▶ _Recorded data_:
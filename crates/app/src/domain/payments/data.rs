//! Payment Data

use jiff::civil::Date;
use mival::{
    payments::{IdempotencyKey, PaymentInstrument, PaymentInstrumentUuid},
    users::UserUuid,
};
use rust_decimal::Decimal;

/// Variant-specific part of a new instrument.
#[derive(Debug, Clone, PartialEq, Eq)]
pub enum NewInstrumentTerms {
    Credit { credit_limit: Decimal },
    Debit { account_reference: String },
}

/// New Payment Instrument Data
///
/// `card_number` is masked before it reaches storage.
#[derive(Debug, Clone, PartialEq, Eq)]
pub struct NewPaymentInstrument {
    pub uuid: PaymentInstrumentUuid,
    pub user_uuid: UserUuid,
    pub holder_name: String,
    pub card_number: String,
    pub expires_on: Date,
    pub terms: NewInstrumentTerms,
}

/// A request to capture `amount` from `instrument`.
///
/// Requests sharing an idempotency key capture at most once.
#[derive(Debug, Clone, PartialEq, Eq)]
pub struct ChargeRequest {
    pub instrument: PaymentInstrument,
    pub amount: Decimal,
    pub idempotency_key: IdempotencyKey,
}
//! Taxes service errors.

use mival::taxes::TaxRateError;
use sqlx::Error;
use thiserror::Error;

#[derive(Debug, Error)]
pub enum TaxesServiceError {
    #[error("stored tax rate is invalid")]
    InvalidStoredRate(#[source] TaxRateError),

    #[error("storage error")]
    Sql(#[from] Error),
}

▶ _Task requirements_: What you return should match the entries above exactly.

▶ _Response for this exercise_:
filename crates/app/src/domain/payments/data.rs
//! Payment Data

use jiff::civil::Date;
use mival::{
    payments::{IdempotencyKey, PaymentInstrument, PaymentInstrumentUuid},
    users::UserUuid,
};
use rust_decimal::Decimal;

/// Variant-specific part of a new instrument.
#[derive(Debug, Clone, PartialEq, Eq)]
pub enum NewInstrumentTerms {
    Credit { credit_limit: Decimal },
    Debit { account_reference: String },
}

/// New Payment Instrument Data
///
/// `card_number` is masked before it reaches storage.
#[derive(Debug, Clone, PartialEq, Eq)]
pub struct NewPaymentInstrument {
    pub uuid: PaymentInstrumentUuid,
    pub user_uuid: UserUuid,
    pub holder_name: String,
    pub card_number: String,
    pub expires_on: Date,
    pub terms: NewInstrumentTerms,
}

/// A request to capture `amount` from `instrument`.
///
/// Requests sharing an idempotency key capture at most once.
#[derive(Debug, Clone, PartialEq, Eq)]
pub struct ChargeRequest {
    pub instrument: PaymentInstrument,
    pub amount: Decimal,
    pub idempotency_key: IdempotencyKey,
}
//! Taxes service errors.

use mival::taxes::TaxRateError;
use sqlx::Error;
use thiserror::Error;

#[derive(Debug, Error)]
pub enum TaxesServiceError {
    #[error("stored tax rate is invalid")]
    InvalidStoredRate(#[source] TaxRateError),

    #[error("storage error")]
    Sql(#[from] Error),
}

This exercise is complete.